Hydration is important not only before a race, but during and after as well. Being adequately hydrated for exercise helps prevent heat-related illnesses, muscle cramping, fatigue, and headaches, and it allows your body to function at its highest competitive level. Let’s take a look at a few of my tips and suggestions on hyd-race-tion.
Before the Race:
Pre-race hydration should begin several days prior to your race and should include drinking plenty of water and healthy beverages. Avoid alcoholic and carbonated drinks, as these tend to dehydrate you. One way you can tell whether you are well-hydrated is if you are urinating larger volumes of pale urine.
During the Race:
This part is all about maintenance. Throughout the race, maintain your hydration levels, but also, be cautious not to over-hydrate. If you drink too much during a race, it can lead to gastrointestinal problems and, in extreme cases, hyponatremia, which is a condition wherein the sodium level in your blood stream is abnormally low. The current rule of thumb for race hydration is to drink to your thirst level but no more.
After the Race:
After having completed your run, you should continue to rehydrate until your urine is light yellow.
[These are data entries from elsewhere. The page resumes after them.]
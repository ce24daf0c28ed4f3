//! Convenient imports for typical `sqlcraft` usage.
//!
//! ```ignore
//! use sqlcraft::prelude::*;
//! ```

pub use crate::{
    Delete, FromRow, Insert, Row, RowMapping, Select, SqlBuilder, SqlError, SqlParser, SqlResult,
    Statement, Union, Update, Value, Where, delete_from, insert_into, params, select, union,
    update,
};
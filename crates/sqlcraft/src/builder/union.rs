use super::concat::{Concat, ParamConcat, join_clauses};
use super::traits::SqlBuilder;
use crate::error::SqlResult;
use crate::value::Value;

/// UNION builder over nested queries.
///
/// Each branch renders parenthesized. Like [`Where`](super::Where)'s AND/OR,
/// [`Union::union`] and [`Union::union_all`] choose the operator placed
/// before the branch they add.
#[derive(Debug, Clone, PartialEq)]
pub struct Union {
    branches: ParamConcat,
    order_by: Concat,
    offset: Concat,
    limit: Concat,
}

impl Default for Union {
    fn default() -> Self {
        Self::new()
    }
}

impl Union {
    pub fn new() -> Self {
        Self {
            branches: ParamConcat::new(Concat::clause("", None)),
            order_by: Concat::clause("ORDER BY ", Some(", ")),
            offset: Concat::clause("OFFSET ", None),
            limit: Concat::clause("LIMIT ", None),
        }
    }

    /// Add a branch joined with `UNION`.
    pub fn union<Q: SqlBuilder + ?Sized>(mut self, query: &Q) -> Self {
        self.push_branch(" UNION ", query);
        self
    }

    /// Add a branch joined with `UNION ALL`.
    pub fn union_all<Q: SqlBuilder + ?Sized>(mut self, query: &Q) -> Self {
        self.push_branch(" UNION ALL ", query);
        self
    }

    /// Empty branches are skipped.
    fn push_branch<Q: SqlBuilder + ?Sized>(&mut self, separator: &str, query: &Q) {
        let nested = query.build_sql().and_then(|sql| {
            if sql.is_empty() {
                Ok(None)
            } else {
                query.to_nested_sql().map(Some)
            }
        });
        match nested {
            Ok(Some(sql)) => {
                self.branches.concat_mut().set_separator(Some(separator));
                self.branches.append(&sql).bind_all(query.params());
            }
            Ok(None) => {}
            Err(err) => self.branches.concat_mut().fail(err),
        }
    }

    pub fn order_by(mut self, expr: &str) -> Self {
        self.order_by.append(expr);
        self
    }

    /// Set OFFSET. May be set once.
    pub fn offset(mut self, offset: u64) -> Self {
        self.offset.append(&offset.to_string());
        self
    }

    /// Set LIMIT. May be set once.
    pub fn limit(mut self, limit: u64) -> Self {
        self.limit.append(&limit.to_string());
        self
    }
}

impl SqlBuilder for Union {
    fn build_sql(&self) -> SqlResult<String> {
        Ok(join_clauses([
            self.branches.to_sql()?,
            self.order_by.to_sql()?,
            self.offset.to_sql()?,
            self.limit.to_sql()?,
        ]))
    }

    fn params(&self) -> Vec<Value> {
        self.branches.params().to_vec()
    }
}
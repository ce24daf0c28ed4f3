//! Trait definitions for statement builders.

use crate::config::RenderConfig;
use crate::error::{SqlError, SqlResult};
use crate::statement::Statement;
use crate::value::Value;

/// Base trait for SQL builders.
///
/// Rendering is read-only: a builder can be rendered any number of times and
/// always yields the same text and parameters.
pub trait SqlBuilder {
    /// Build the SQL string.
    fn build_sql(&self) -> SqlResult<String>;

    /// Parameters in the order their placeholders appear.
    fn params(&self) -> Vec<Value>;

    /// Debug helper.
    fn to_sql(&self) -> SqlResult<String> {
        self.build_sql()
    }

    /// Rendering used when this builder is embedded in another statement.
    fn to_nested_sql(&self) -> SqlResult<String> {
        Ok(format!("({})", self.build_sql()?))
    }

    /// Build the `(sql, params)` pair with the default [`RenderConfig`].
    fn build(&self) -> SqlResult<Statement> {
        self.build_with(&RenderConfig::default())
    }

    /// Build the `(sql, params)` pair and log it as configured.
    fn build_with(&self, config: &RenderConfig) -> SqlResult<Statement> {
        let statement = Statement::new(self.build_sql()?, self.params());
        config.log_statement(&statement);
        Ok(statement)
    }
}

/// Substitute `nested` for the single `?` slot of `template`.
///
/// Returns the substituted text and the nested parameters, which belong at
/// the slot's position. An empty nested builder is a builder-misuse error.
pub(crate) fn substitute<Q>(template: &str, nested: &Q) -> SqlResult<(String, Vec<Value>)>
where
    Q: SqlBuilder + ?Sized,
{
    let slots = template.matches('?').count();
    SqlError::check_parameter_count(template, slots, 1)?;
    if nested.build_sql()?.is_empty() {
        return Err(SqlError::builder(format!(
            "cannot substitute an empty query into '{template}'"
        )));
    }
    let sql = nested.to_nested_sql()?;
    Ok((template.replacen('?', &sql, 1), nested.params()))
}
The amount of hydration your body needs will vary depending on several factors, including the intensity of your run, how much sweat you produced, and the heat of the environment in which you were running (ie. indoors vs. outdoors).
Though dehydration can be a serious health hazard, it usually only becomes a threat in exercise lasting more than an hour, so if your workout is shorter, hydration is less of a priority, and you can simply follow the general rule to drink to your thirst level.